Fears of an economic slowdown amid stagnating office occupancy nationwide have given office REITs major headaches in 2007. Year-to-date as of Oct. 24, office REITs posted total returns of negative 9.9% compared with negative 5.07% for all equity REITs, according to the FTSE NAREIT U.S. Real Estate Index.
But limited new construction over the last few years in most markets should help office landlords and investors sidestep the pain they suffered earlier this decade, when new office building completions following the dot-com bust and the terrorist attacks on 9-11 eventually drove up vacancies nationwide to 17% in 2003.

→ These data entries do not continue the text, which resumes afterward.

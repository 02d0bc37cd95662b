//! Whole-file input: read a translation unit into a byte buffer.
//!
//! The lexer proper never touches the filesystem; this is the one place
//! the driver does I/O, and every failure path surfaces a typed error.

use thiserror::Error;

/// Why a source file could not be loaded.
#[derive(Debug, Error)]
pub enum InputError {
    #[error("unable to open file {path}: {source}")]
    Read {
        path: String,
        #[source]
        source: std::io::Error,
    },
    /// Token spans and coordinates are 32-bit; a source this large cannot
    /// be addressed.
    #[error("file {path} exceeds the 4 GiB source limit")]
    TooLarge { path: String },
}

/// Read the entire file at `path` into memory.
pub fn read_source(path: &str) -> Result<Vec<u8>, InputError> {
    let bytes = std::fs::read(path).map_err(|source| InputError::Read {
        path: path.to_owned(),
        source,
    })?;
    if u32::try_from(bytes.len()).is_err() {
        return Err(InputError::TooLarge {
            path: path.to_owned(),
        });
    }
    Ok(bytes)
}

#[cfg(test)]
mod tests {
    use super::*;

    #[test]
    fn missing_file_reports_path() {
        let err = read_source("/no/such/file.c").expect_err("file must not exist");
        assert!(err.to_string().contains("/no/such/file.c"));
    }
}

“We see the office vacancy rate climbing toward the end of the year, which is something we've been anticipating as job creation slows,” says Sam Chandan, chief economist for Reis, a New York-based commercial real estate research firm. “Fortunately, big increases in labor and material costs cut out opportunistic and speculative developers over the last couple of years.”
Still, Reis projects that some 58 million sq. ft. of new office space will be built this year, a roughly 1% increase over 2006 and the most office construction since 2002. As the economy slows, however, so does the value of development pipelines within REITs, says Paul Curbo, a portfolio manager for the $1.7 billion AIM Real Estate Fund.

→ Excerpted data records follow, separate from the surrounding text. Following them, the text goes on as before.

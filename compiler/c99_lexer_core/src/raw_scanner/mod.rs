//! Hand-written raw scanner producing `(RawTag, len)` pairs.
//!
//! The scanner operates on a sentinel-terminated [`Cursor`] and produces
//! [`RawToken`] values with zero heap allocation. It does not resolve
//! keywords, validate escapes, or parse numeric values — those are deferred
//! to the cooking layer. Its one job is to fix token boundaries:
//!
//! - identifiers: maximal run of identifier bytes;
//! - numbers: maximal munch over alnum, `.`, and exponent-adjacent signs;
//! - char/string literals: span to the closing quote, backslash-aware;
//! - punctuators: the C99 §6.4.6 maximal-munch DFA, nested at most three
//!   deep (`<<=`, `>>=`, `...`).
//!
//! # Design
//!
//! Main dispatch covers all 256 byte values. Each arm calls a focused
//! method that advances the cursor and returns `RawToken { tag, len }`.
//! The sentinel byte (`0x00`) yields a zero-length `Eof` token.

use crate::classify::{is_ident_continue, is_ident_start};
use crate::cursor::Cursor;
use crate::tag::{RawTag, RawToken};

/// Pure, allocation-free scanner.
///
/// Produces one token at a time as a `(tag, length)` pair.
/// Error conditions are encoded as `RawTag` variants, not as `Result::Err`.
pub struct RawScanner<'a> {
    cursor: Cursor<'a>,
    /// When `true`, `//` starts a line comment; when `false`, the two
    /// slashes scan as ordinary punctuators (comment stripping is the
    /// preprocessor's job in that configuration).
    line_comments: bool,
}

impl<'a> RawScanner<'a> {
    /// Create a new scanner from a cursor, with line-comment scanning
    /// enabled.
    pub fn new(cursor: Cursor<'a>) -> Self {
        Self::with_line_comments(cursor, true)
    }

    /// Create a new scanner, choosing whether `//` comments are recognized.
    pub fn with_line_comments(cursor: Cursor<'a>, line_comments: bool) -> Self {
        Self {
            cursor,
            line_comments,
        }
    }

    /// Current byte offset of the scanner.
    pub fn pos(&self) -> u32 {
        self.cursor.pos()
    }

    /// Produce the next raw token.
    ///
    /// Returns `RawTag::Eof` with `len == 0` when the source is exhausted.
    /// Subsequent calls after EOF continue to return `Eof`.
    #[inline]
    pub fn next_token(&mut self) -> RawToken {
        let start = self.cursor.pos();
        match self.cursor.current() {
            0 => RawToken {
                tag: RawTag::Eof,
                len: 0,
            },
            b' ' | b'\t' | b'\n' | 0x0B | 0x0C | b'\r' => self.whitespace(start),
            // 'L' may prefix a wide character or string constant; checked
            // before the generic identifier arm.
            b'L' => match self.cursor.peek() {
                b'\'' => self.char_literal(start),
                b'"' => self.string_literal(start),
                _ => self.identifier(start),
            },
            b if is_ident_start(b) => self.identifier(start),
            b'0'..=b'9' => self.number(start),
            b'.' => {
                if self.cursor.peek().is_ascii_digit() {
                    self.number(start)
                } else {
                    self.dot(start)
                }
            }
            b'\'' => self.char_literal(start),
            b'"' => self.string_literal(start),
            b'/' => self.slash_or_comment(start),
            b'[' => self.single(start, RawTag::LeftBracket),
            b']' => self.single(start, RawTag::RightBracket),
            b'(' => self.single(start, RawTag::LeftParen),
            b')' => self.single(start, RawTag::RightParen),
            b'{' => self.single(start, RawTag::LeftBrace),
            b'}' => self.single(start, RawTag::RightBrace),
            b',' => self.single(start, RawTag::Comma),
            b':' => self.single(start, RawTag::Colon),
            b';' => self.single(start, RawTag::Semicolon),
            b'?' => self.single(start, RawTag::Question),
            b'~' => self.single(start, RawTag::Tilde),
            b'!' => self.bang(start),
            b'#' => self.hash(start),
            b'%' => self.percent(start),
            b'&' => self.ampersand(start),
            b'*' => self.star(start),
            b'+' => self.plus(start),
            b'-' => self.minus(start),
            b'<' => self.less(start),
            b'=' => self.equal(start),
            b'>' => self.greater(start),
            b'^' => self.caret(start),
            b'|' => self.pipe(start),
            _ => self.invalid_byte(start),
        }
    }

    // ─── Trivia ────────────────────────────────────────────────────

    #[inline]
    fn whitespace(&mut self, start: u32) -> RawToken {
        self.cursor.eat_whitespace();
        RawToken {
            tag: RawTag::Whitespace,
            len: self.cursor.pos() - start,
        }
    }

    fn slash_or_comment(&mut self, start: u32) -> RawToken {
        if self.line_comments && self.cursor.peek() == b'/' {
            self.cursor.advance_n(2);
            // SIMD-accelerated scan to end of line; the newline itself is
            // left for the whitespace scanner.
            self.cursor.eat_line();
            return RawToken {
                tag: RawTag::LineComment,
                len: self.cursor.pos() - start,
            };
        }
        self.cursor.advance();
        if self.cursor.current() == b'=' {
            self.cursor.advance();
            RawToken {
                tag: RawTag::SlashEqual,
                len: self.cursor.pos() - start,
            }
        } else {
            RawToken {
                tag: RawTag::Slash,
                len: self.cursor.pos() - start,
            }
        }
    }

    // ─── Identifiers ───────────────────────────────────────────────

    #[inline]
    fn identifier(&mut self, start: u32) -> RawToken {
        self.cursor.advance(); // consume first byte (already validated)
        self.cursor.eat_while(is_ident_continue);
        RawToken {
            tag: RawTag::Ident,
            len: self.cursor.pos() - start,
        }
    }

    // ─── Numeric constants ─────────────────────────────────────────

    /// Maximal munch over a numeric constant span.
    ///
    /// Consumes alnum bytes and dots, plus a `+`/`-` immediately following
    /// an exponent marker (`e`/`E` for decimal constants, `p`/`P` for hex).
    /// Everything else — radix validation, suffix grammar, the promotion
    /// ladder — happens in the cooking layer over this span.
    #[inline]
    fn number(&mut self, start: u32) -> RawToken {
        let first = self.cursor.current();
        self.cursor.advance();

        // A hex prefix decides which letter introduces a binary exponent.
        let hex = first == b'0' && matches!(self.cursor.current(), b'x' | b'X');

        loop {
            let b = self.cursor.current();
            if !(b.is_ascii_alphanumeric() || b == b'.') {
                break;
            }
            let exponent_marker = if hex {
                matches!(b, b'p' | b'P')
            } else {
                matches!(b, b'e' | b'E')
            };
            self.cursor.advance();
            if exponent_marker && matches!(self.cursor.current(), b'+' | b'-') {
                self.cursor.advance();
            }
        }

        RawToken {
            tag: RawTag::Number,
            len: self.cursor.pos() - start,
        }
    }

    // ─── Character & string constants ──────────────────────────────

    /// Span a character constant: optional `L`, opening `'`, body with
    /// backslash escapes, up to the closing `'` or end of input.
    fn char_literal(&mut self, start: u32) -> RawToken {
        if self.cursor.current() == b'L' {
            self.cursor.advance();
        }
        self.cursor.advance(); // consume opening '\''
        loop {
            match self.cursor.skip_to_char_delim() {
                b'\'' => {
                    self.cursor.advance(); // consume closing '\''
                    break;
                }
                b'\\' => {
                    self.cursor.advance(); // consume '\'
                    self.cursor.advance(); // skip escaped byte
                }
                _ => break, // end of input: unterminated, cooker reports
            }
        }
        RawToken {
            tag: RawTag::CharLit,
            len: self.cursor.pos() - start,
        }
    }

    /// Span a string literal: optional `L`, opening `"`, body with
    /// backslash escapes, up to the closing `"`. A raw newline or end of
    /// input ends the span without a terminator.
    fn string_literal(&mut self, start: u32) -> RawToken {
        if self.cursor.current() == b'L' {
            self.cursor.advance();
        }
        self.cursor.advance(); // consume opening '"'
        loop {
            // SIMD-accelerated skip past ordinary body bytes
            match self.cursor.skip_to_string_delim() {
                b'"' => {
                    self.cursor.advance(); // consume closing '"'
                    break;
                }
                b'\\' => {
                    self.cursor.advance(); // consume '\'
                    self.cursor.advance(); // skip escaped byte
                }
                _ => break, // newline or end of input: unterminated
            }
        }
        RawToken {
            tag: RawTag::StringLit,
            len: self.cursor.pos() - start,
        }
    }

    // ─── Punctuators ───────────────────────────────────────────────

    /// Single-byte token: advance one byte and emit the given tag.
    fn single(&mut self, start: u32, tag: RawTag) -> RawToken {
        self.cursor.advance();
        RawToken {
            tag,
            len: self.cursor.pos() - start,
        }
    }

    /// Two-byte maximal munch: if the byte after the introducer matches a
    /// branch, emit the longer tag, else the one-byte tag.
    fn either(&mut self, start: u32, branches: &[(u8, RawTag)], fallback: RawTag) -> RawToken {
        self.cursor.advance(); // consume introducer
        for &(next, tag) in branches {
            if self.cursor.current() == next {
                self.cursor.advance();
                return RawToken {
                    tag,
                    len: self.cursor.pos() - start,
                };
            }
        }
        RawToken {
            tag: fallback,
            len: self.cursor.pos() - start,
        }
    }

    fn bang(&mut self, start: u32) -> RawToken {
        self.either(start, &[(b'=', RawTag::BangEqual)], RawTag::Bang)
    }

    fn hash(&mut self, start: u32) -> RawToken {
        self.either(start, &[(b'#', RawTag::HashHash)], RawTag::Hash)
    }

    fn percent(&mut self, start: u32) -> RawToken {
        self.either(start, &[(b'=', RawTag::PercentEqual)], RawTag::Percent)
    }

    fn ampersand(&mut self, start: u32) -> RawToken {
        self.either(
            start,
            &[
                (b'&', RawTag::AmpersandAmpersand),
                (b'=', RawTag::AmpersandEqual),
            ],
            RawTag::Ampersand,
        )
    }

    fn star(&mut self, start: u32) -> RawToken {
        self.either(start, &[(b'=', RawTag::StarEqual)], RawTag::Star)
    }

    fn plus(&mut self, start: u32) -> RawToken {
        self.either(
            start,
            &[(b'+', RawTag::PlusPlus), (b'=', RawTag::PlusEqual)],
            RawTag::Plus,
        )
    }

    fn minus(&mut self, start: u32) -> RawToken {
        self.either(
            start,
            &[
                (b'-', RawTag::MinusMinus),
                (b'=', RawTag::MinusEqual),
                (b'>', RawTag::Arrow),
            ],
            RawTag::Minus,
        )
    }

    fn dot(&mut self, start: u32) -> RawToken {
        self.cursor.advance(); // consume '.'
        if self.cursor.current() == b'.' && self.cursor.peek() == b'.' {
            self.cursor.advance_n(2);
            RawToken {
                tag: RawTag::Ellipsis,
                len: self.cursor.pos() - start,
            }
        } else {
            RawToken {
                tag: RawTag::Dot,
                len: self.cursor.pos() - start,
            }
        }
    }

    fn less(&mut self, start: u32) -> RawToken {
        self.cursor.advance(); // consume '<'
        match self.cursor.current() {
            b'<' => {
                self.cursor.advance();
                if self.cursor.current() == b'=' {
                    self.cursor.advance();
                    RawToken {
                        tag: RawTag::ShlEqual,
                        len: self.cursor.pos() - start,
                    }
                } else {
                    RawToken {
                        tag: RawTag::Shl,
                        len: self.cursor.pos() - start,
                    }
                }
            }
            b'=' => {
                self.cursor.advance();
                RawToken {
                    tag: RawTag::LessEqual,
                    len: self.cursor.pos() - start,
                }
            }
            _ => RawToken {
                tag: RawTag::Less,
                len: self.cursor.pos() - start,
            },
        }
    }

    fn equal(&mut self, start: u32) -> RawToken {
        self.either(start, &[(b'=', RawTag::EqualEqual)], RawTag::Equal)
    }

    fn greater(&mut self, start: u32) -> RawToken {
        self.cursor.advance(); // consume '>'
        match self.cursor.current() {
            b'>' => {
                self.cursor.advance();
                if self.cursor.current() == b'=' {
                    self.cursor.advance();
                    RawToken {
                        tag: RawTag::ShrEqual,
                        len: self.cursor.pos() - start,
                    }
                } else {
                    RawToken {
                        tag: RawTag::Shr,
                        len: self.cursor.pos() - start,
                    }
                }
            }
            b'=' => {
                self.cursor.advance();
                RawToken {
                    tag: RawTag::GreaterEqual,
                    len: self.cursor.pos() - start,
                }
            }
            _ => RawToken {
                tag: RawTag::Greater,
                len: self.cursor.pos() - start,
            },
        }
    }

    fn caret(&mut self, start: u32) -> RawToken {
        self.either(start, &[(b'=', RawTag::CaretEqual)], RawTag::Caret)
    }

    fn pipe(&mut self, start: u32) -> RawToken {
        self.either(
            start,
            &[(b'|', RawTag::PipePipe), (b'=', RawTag::PipeEqual)],
            RawTag::Pipe,
        )
    }

    // ─── Error tokens ──────────────────────────────────────────────

    fn invalid_byte(&mut self, start: u32) -> RawToken {
        self.cursor.advance();
        RawToken {
            tag: RawTag::InvalidByte,
            len: self.cursor.pos() - start,
        }
    }
}

impl Iterator for RawScanner<'_> {
    type Item = RawToken;

    fn next(&mut self) -> Option<RawToken> {
        let tok = self.next_token();
        if tok.tag == RawTag::Eof {
            None
        } else {
            Some(tok)
        }
    }
}

/// Convenience function: tokenize source bytes and collect all raw tokens.
///
/// Returns a `Vec<RawToken>` containing all tokens except the final `Eof`.
/// For streaming access, construct a `SourceBuffer` + `RawScanner` directly.
pub fn tokenize(source: &[u8]) -> Vec<RawToken> {
    let buf = crate::SourceBuffer::new(source);
    let mut scanner = RawScanner::new(buf.cursor());
    let mut tokens = Vec::new();
    loop {
        let tok = scanner.next_token();
        if tok.tag == RawTag::Eof {
            break;
        }
        tokens.push(tok);
    }
    tokens
}

#[cfg(test)]
#[allow(
    clippy::unwrap_used,
    clippy::expect_used,
    reason = "test assertions use unwrap/expect for clarity"
)]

Investors and analysts sharpened their skills at valuing potential development as REITs consolidated and went private over the last couple of years. But the subprime mortgage meltdown, slowing job growth and uncertainty surrounding layoffs have created a dramatically more bearish outlook today compared with a year ago.

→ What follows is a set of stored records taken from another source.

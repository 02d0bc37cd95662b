//! Diagnostic records and rendering for the C99 front end.
//!
//! A [`Diagnostic`] pins down one defect: where it is, the source line it
//! sits on, how wide the offending lexeme is, and a short explanation.
//! Rendering produces the fixed four-line layout the driver prints for
//! every invalid token:
//!
//! ```text
//! error: main.c:3:8
//! > int x = 08;
//!           ^~
//!           non-octal digit in octal constant
//! ```
//!
//! The caret sits under the first offending byte, tildes span the rest of
//! the lexeme, and the explanation is indented to line up with the caret.
//! Colors (bold red header, bold source line, magenta explanation) are
//! optional and off by default — the caller decides based on where the
//! output goes.

use std::fmt::Write as _;

pub mod span_utils;

const ANSI_NONE: &str = "\x1b[0m";
const ANSI_BOLD: &str = "\x1b[1m";
const ANSI_RED: &str = "\x1b[31m";
const ANSI_YELLOW: &str = "\x1b[33m";
const ANSI_MAGENTA: &str = "\x1b[35m";

/// How bad it is.
#[derive(Clone, Copy, Debug, PartialEq, Eq)]
pub enum Severity {
    Error,
    Warning,
}

impl Severity {
    /// The header label.
    #[must_use]
    pub fn label(self) -> &'static str {
        match self {
            Self::Error => "error",
            Self::Warning => "warning",
        }
    }

    fn color(self) -> &'static str {
        match self {
            Self::Error => ANSI_RED,
            Self::Warning => ANSI_YELLOW,
        }
    }
}

/// One renderable diagnostic.
#[derive(Clone, Debug, PartialEq)]
pub struct Diagnostic<'a> {
    pub severity: Severity,
    /// Path of the offending file, as the user named it.
    pub path: &'a str,
    /// 0-based line of the offending lexeme's first byte.
    pub line: u32,
    /// 0-based column of the offending lexeme's first byte.
    pub column: u32,
    /// The full source line containing the defect (no trailing newline).
    pub line_text: &'a [u8],
    /// Width of the caret+tilde underline; clamped to at least one column.
    pub underline_len: usize,
    /// Static explanation of the defect.
    pub message: &'a str,
}

impl<'a> Diagnostic<'a> {
    /// Convenience constructor for an error diagnostic.
    #[must_use]
    pub fn error(
        path: &'a str,
        line: u32,
        column: u32,
        line_text: &'a [u8],
        underline_len: usize,
        message: &'a str,
    ) -> Self {
        Self {
            severity: Severity::Error,
            path,
            line,
            column,
            line_text,
            underline_len,
            message,
        }
    }

    /// Render the four-line diagnostic, with or without ANSI color.
    #[must_use]
    pub fn render(&self, color: bool) -> String {
        let (c_sev, c_bold, c_magenta, c_none) = if color {
            (self.severity.color(), ANSI_BOLD, ANSI_MAGENTA, ANSI_NONE)
        } else {
            ("", "", "", "")
        };

        let mut out = String::new();
        // Header: severity, then file:line:column.
        let _ = writeln!(
            out,
            "{c_sev}{c_bold}{}: {c_none}{}:{}:{}",
            self.severity.label(),
            self.path,
            self.line,
            self.column
        );

        // The offending source line.
        let _ = writeln!(
            out,
            "> {c_bold}{}{c_none}",
            String::from_utf8_lossy(self.line_text)
        );

        // Caret and tilde underline beneath the lexeme.
        let pad = " ".repeat(self.column as usize);
        let tildes = "~".repeat(self.underline_len.saturating_sub(1));
        let _ = writeln!(out, "  {pad}^{tildes}");

        // Explanation, indented to the caret.
        let _ = writeln!(out, "  {pad}{c_magenta}{c_bold}{}{c_none}", self.message);

        out
    }
}
//! Tracing initialization for the driver.
//!
//! Controlled by environment variables:
//! - `C99C_LOG`: Filter string (`RUST_LOG` syntax). Falls back to `RUST_LOG`.
//!
//! When neither is set, defaults to `warn` level.

use std::sync::OnceLock;
use tracing_subscriber::{prelude::*, EnvFilter, Registry};

static INIT: OnceLock<()> = OnceLock::new();

/// Initialize the tracing subscriber.
///
/// Safe to call multiple times — only the first call takes effect.
pub fn init() {
    INIT.get_or_init(|| {
        let filter = EnvFilter::try_from_env("C99C_LOG")
            .or_else(|_| EnvFilter::try_from_env("RUST_LOG"))
            .unwrap_or_else(|_| EnvFilter::new("warn"));

        Registry::default()
            .with(
                tracing_subscriber::fmt::layer()
                    .with_target(true)
                    .with_writer(std::io::stderr)
                    .compact(),
            )
            .with(filter)
            .init();
    });
}
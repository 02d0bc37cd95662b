//! Source-line extraction helpers.

/// Return the `line`-th (0-based) source line, without its newline.
///
/// Lines are `\n`-delimited; a trailing `\r` is kept (the lexer treats it
/// as ordinary whitespace, and renderers strip nothing that was written).
/// Asking for a line past the end returns an empty slice.
#[must_use]
pub fn line_at(source: &[u8], line: u32) -> &[u8] {
    let mut start = 0usize;
    let mut remaining = line;
    while remaining > 0 {
        match memchr::memchr(b'\n', &source[start..]) {
            Some(off) => start += off + 1,
            None => return &source[source.len()..],
        }
        remaining -= 1;
    }
    match memchr::memchr(b'\n', &source[start..]) {
        Some(off) => &source[start..start + off],
        None => &source[start..],
    }
}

“Fully valuing office REIT pipelines is a little bit risky,” Curbo says. “In a slower economic environment, the ability of a company to lease up speculative development becomes less attractive.”
That puts more of a premium on REITs operating in markets with high barriers to entry — typically found in coastal markets — that have tenants paying below-market rents on leases made during the last recession. Those REITs will enjoy big rent increases as tenants renew leases or execute new agreements.
Ultimately, fears of a slowing economy could help keep office markets stable. While such a climate likely will impede rent growth, speculative developers will have less incentive to build, suggests Keith Pauley, a managing director with Chicago-based LaSalle Investment Management.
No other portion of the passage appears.